Sunday, February 5, 2012

Game Update 20: DLC Round-Up 5

It's getting close to a year since I've done of these. I'm not quite as focused on seeing every piece of content from every game I play as I used to be.

Bioshock 2: Minerva's Den


Minerva's Den has a reputation as one of the best DLC add-ons for a game ever made, and it's well earned. If you didn't need to buy Bioshock 2 first to play it, I'd say you could just skip it and play Minerva's Den to get all you need out of the experience. It serves as a sort of smaller version of the main game, again having you play as a Big Daddy and collecting most of the same equipment as you experience a story that's a lot more tightly written and emotionally effective than the main game's. It always seems a bit odd to focus on praising the narrative of a video game, especially a downloadable add-on, but Minerva's Den really is exceptionally well conceived and executed. Worth checking out even if you didn't love the main game.
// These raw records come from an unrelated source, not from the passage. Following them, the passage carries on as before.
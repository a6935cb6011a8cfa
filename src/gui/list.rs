//! An ordered list of displayed items, separated from rendering.
//!
//! Every mutation returns the [`ListChange`] describing it, so that a view can
//! redraw incrementally (or not at all) without the list knowing about it.
//! Positions outside of the list are programmer errors and panic.

use std::ops::Range;

#[derive(Debug, Clone, Copy, PartialEq, Eq)]
pub enum ListChange {
    Inserted { at: usize },
    RangeInserted { start: usize, count: usize },
    Removed { at: usize },
    RangeRemoved { start: usize, count: usize },
    Changed { at: usize },
    Moved { from: usize, to: usize },
    Reset,
}

impl ListChange {
    /// Where the item that was at `position` before this change is now.
    pub fn remap(&self, position: usize) -> Option<usize> {
        match *self {
            ListChange::Inserted { at } => Some(if position >= at { position + 1 } else { position }),
            ListChange::RangeInserted { start, count } => {
                Some(if position >= start { position + count } else { position })
            },
            ListChange::Removed { at } => match position {
                p if p == at => None,
                p if p > at => Some(p - 1),
                p => Some(p),
            },
            ListChange::RangeRemoved { start, count } => {
                if position < start {
                    Some(position)
                } else if position < start + count {
                    None
                } else {
                    Some(position - count)
                }
            },
            ListChange::Changed { .. } => Some(position),
            ListChange::Moved { from, to } => {
                if position == from {
                    Some(to)
                } else if from < to && position > from && position <= to {
                    Some(position - 1)
                } else if to < from && position >= to && position < from {
                    Some(position + 1)
                } else {
                    Some(position)
                }
            },
            ListChange::Reset => None,
        }
    }
}

#[derive(Debug, Clone, PartialEq, Eq)]
pub struct ItemList<T> {
    items: Vec<T>,
}

impl<T> Default for ItemList<T> {
    fn default() -> Self {
        ItemList { items: Vec::new() }
    }
}

impl<T> ItemList<T> {
    pub fn new() -> Self {
        Self::default()
    }

    pub fn len(&self) -> usize {
        self.items.len()
    }

    pub fn is_empty(&self) -> bool {
        self.items.is_empty()
    }

    pub fn get(&self, position: usize) -> Option<&T> {
        self.items.get(position)
    }

    pub fn iter(&self) -> std::slice::Iter<'_, T> {
        self.items.iter()
    }

    fn check_position(&self, position: usize, len: usize) {
        assert!(position < len, "position {} out of range for a list of {} items", position, len);
    }

    pub fn push(&mut self, item: T) -> ListChange {
        self.items.push(item);
        ListChange::Inserted { at: self.items.len() - 1 }
    }

    pub fn insert(&mut self, at: usize, item: T) -> ListChange {
        self.check_position(at, self.items.len() + 1);
        self.items.insert(at, item);
        ListChange::Inserted { at }
    }

    pub fn insert_all<I: IntoIterator<Item = T>>(&mut self, at: usize, items: I) -> ListChange {
        self.check_position(at, self.items.len() + 1);
        let before = self.items.len();
        drop(self.items.splice(at..at, items));
        ListChange::RangeInserted { start: at, count: self.items.len() - before }
    }

    pub fn remove(&mut self, at: usize) -> ListChange {
        self.check_position(at, self.items.len());
        self.items.remove(at);
        ListChange::Removed { at }
    }

    /// Removes `range.start` (inclusive) up to `range.end` (exclusive).
    pub fn remove_range(&mut self, range: Range<usize>) -> ListChange {
        assert!(
            range.start <= range.end && range.end <= self.items.len(),
            "range {:?} out of range for a list of {} items", range, self.items.len(),
        );
        let start = range.start;
        let count = range.len();
        self.items.drain(range);
        ListChange::RangeRemoved { start, count }
    }

    pub fn clear(&mut self) -> ListChange {
        self.items.clear();
        ListChange::Reset
    }

    pub fn replace_all<I: IntoIterator<Item = T>>(&mut self, items: I) -> ListChange {
        self.items.clear();
        self.items.extend(items);
        ListChange::Reset
    }

    pub fn update(&mut self, at: usize, item: T) -> ListChange {
        self.check_position(at, self.items.len());
        self.items[at] = item;
        ListChange::Changed { at }
    }

    pub fn move_item(&mut self, from: usize, to: usize) -> ListChange {
        self.check_position(from, self.items.len());
        self.check_position(to, self.items.len());
        let item = self.items.remove(from);
        self.items.insert(to, item);
        ListChange::Moved { from, to }
    }
}

/// The row shown as busy: requested on selection, shown once the work has started.
#[derive(Debug, Clone, Copy, Default, PartialEq, Eq)]
pub struct Highlight {
    requested: Option<usize>,
    shown: Option<usize>,
}

impl Highlight {
    pub fn row(&self) -> Option<usize> {
        self.shown
    }

    pub fn request(&mut self, position: usize) {
        self.requested = Some(position);
    }

    /// Shows the requested row, if any.
    pub fn confirm(&mut self) {
        if let Some(position) = self.requested.take() {
            self.shown = Some(position);
        }
    }

    pub fn clear(&mut self) {
        self.requested = None;
        self.shown = None;
    }

    pub fn on_change(&mut self, change: ListChange) {
        self.requested = self.requested.and_then(|position| change.remap(position));
        self.shown = self.shown.and_then(|position| change.remap(position));
    }
}
use iced::{Event};

use crate::config::types::Config;
use crate::device::types::{DeviceEvent};

#[derive(Debug, Clone)]
pub enum Message {
    EventOccurred(Event),
    ConfigLoadComplete((Config, Option<String>)), // config and an optional error message
    NoticeConfirmed,
    DeviceEvent(DeviceEvent),
    ScanPressed,
    StopPressed,
    DeviceSelected(usize),
    CommandSent(bool), // false if the device service is gone
}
Deus Ex: Human Revolution: The Missing Link


Another add-on that acts as a microcosm for the main game, The Missing Link explores a gap in Human Revolution's story and basically allows you to make a new Adam Jensen from scratch that you will use for a few hours before the story wraps up and connects back to the main plot. You begin on a ship and eventually end up on another secret base, which you can either sneak or shoot your way through until you reach the ending. Obviously this DLC doesn't capture the other side of the game that lets you just walk around and explore, and there were a few annoying aspects of the level design, particularly the way the mission requires you to go back and forth in the same space repeatedly and pass through the same extremely slow doorways until you get sick of them. But if you really enjoyed Human Revolution like I did, it's hard to say no to another clandestine base to infiltrate, especially if you can get it on sale.

L.A. Noire: Rockstar Pass


None of the DLC for L.A. Noire was very substantial, but the way Rockstar distributed it was very cool. There were several individual cases that were available for download for okay prices, but if you knew you wanted to play all of it, you could plop down a little extra for the "Rockstar Pass" and get all of it as it came out at a lower rate. It encouraged people to pay more up front with the knowledge that they wouldn't miss anything. The cases themselves seem like they were merely snipped out of the main game without much thought, some of them even revealing certain story elements that were referred to "later" in the main plot without explanation. The original game was plenty long enough, so I didn't feel cheated, and the cases themselves were a natural extension of what made the game fun in the first place. Neat investigations and adequate action sequences abound.

Portal 2: Peer Review


The best kind of DLC is free DLC, and Valve knew that when they put out Peer Review, an extension to Portal 2 that added something similar to the challenge mode from the first game that was missing in the sequel, and more importantly, added a new section to the already stellar co-op campaign. This section mixed and matched various concepts from earlier in the co-op to put together some really fiendish puzzles, creating perhaps the most difficult (and no less entertaining) Portal gameplay that I've experienced. And of course it's framed within the context of Portal's very funny and entertaining universe, which means plenty of new GLaDOS quips and robot antics to laugh at. It's hard to get a better value for your no dollars.